India’s preeminent matrimonial site, shaadi.com, has finally entered the 21st century.

Taking note of a petition floated by US-based Hetal Lakhani, the website has done away with an option that allowed users to filter potential matches by the colour of their skin.

Earlier, when users joined the site, they were asked to select a “skin tone” to display on their profile — which included options like “dark” and “wheatish”.

Shaadi.com later said it had removed the filter because it was “not serving any purpose”. It was a “product debris we missed removing,” the website said, according to the BBC.

Lakhani, who lives in Dallas, decided to speak out after she heard about the filter on a Facebook group. “The obsession with fair skin is still notorious within South Asian communities,” she wrote in the petition, which got over 1,500 signatures in 14 hours.

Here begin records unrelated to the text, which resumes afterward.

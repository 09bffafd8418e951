//! Deterministic RNG using PCG32 with BLAKE3 seed derivation.
//!
//! All randomness in the synthesis pipeline flows through this module.
//! Every asset draws from its own stream, derived from the base seed and
//! the asset's catalog name, so regenerating one asset never perturbs the
//! noise consumed by another.

use rand::SeedableRng;
use rand_pcg::Pcg32;

/// Creates a PCG32 RNG from a 32-bit seed.
///
/// The 32-bit seed is expanded to 64 bits by duplicating the value in both
/// halves, as required by PCG32's state initialization.
pub fn create_rng(seed: u32) -> Pcg32 {
    let seed64 = (seed as u64) | ((seed as u64) << 32);
    Pcg32::seed_from_u64(seed64)
}

/// Derives a seed for a named asset from the base seed.
///
/// Hashes the base seed concatenated with the asset name using BLAKE3 and
/// truncates to 32 bits, producing an independent seed per asset.
pub fn derive_asset_seed(base_seed: u32, name: &str) -> u32 {
    let mut input = Vec::with_capacity(4 + name.len());
    input.extend_from_slice(&base_seed.to_le_bytes());
    input.extend_from_slice(name.as_bytes());

    let hash = blake3::hash(&input);
    let bytes: [u8; 4] = hash.as_bytes()[0..4].try_into().unwrap();
    u32::from_le_bytes(bytes)
}

/// Creates an RNG for a named asset.
pub fn create_asset_rng(base_seed: u32, name: &str) -> Pcg32 {
    create_rng(derive_asset_seed(base_seed, name))
}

“We demand that Shaadi.com permanently remove its skin colour filter to prevent users from selectively searching for matches based on their preferred skin colour.”

India’s obsession with “fair skin” is obviously not new. A debate over our “colourism” was recently reignited after a few celebrities — who regularly appear in fairness cream ads — shared Black Lives Matter posts in solidarity with the American protests.

Earlier this year, the Ministry of Health and Family Welfare took a small step in the right direction towards doing away with these products. It made a few welcome amendments to the Drugs and Magic Remedies (Objectionable Advertisements) Act, 1954.

The bill now forbids the advertising of any product that falsely claims to “cure” diseases. Which means that most companies will no longer be allowed to advertise products that promise fairer skin.

Just a few days ago, Johnson & Johnson had said that it would stop selling skin whitening creams in Asia. The company said it would no longer sell the popular Neutrogena and Clean and Clear fairness creams, conceding that “healthy skin is beautiful skin”.

With shaadi.com now jumping on the bandwagon, and removing its racist skin tone filter, there’s more hope that our country can soon rid itself of this fairness obsession. It’s 2020, and “fair and lovely” culture has overstayed its welcome.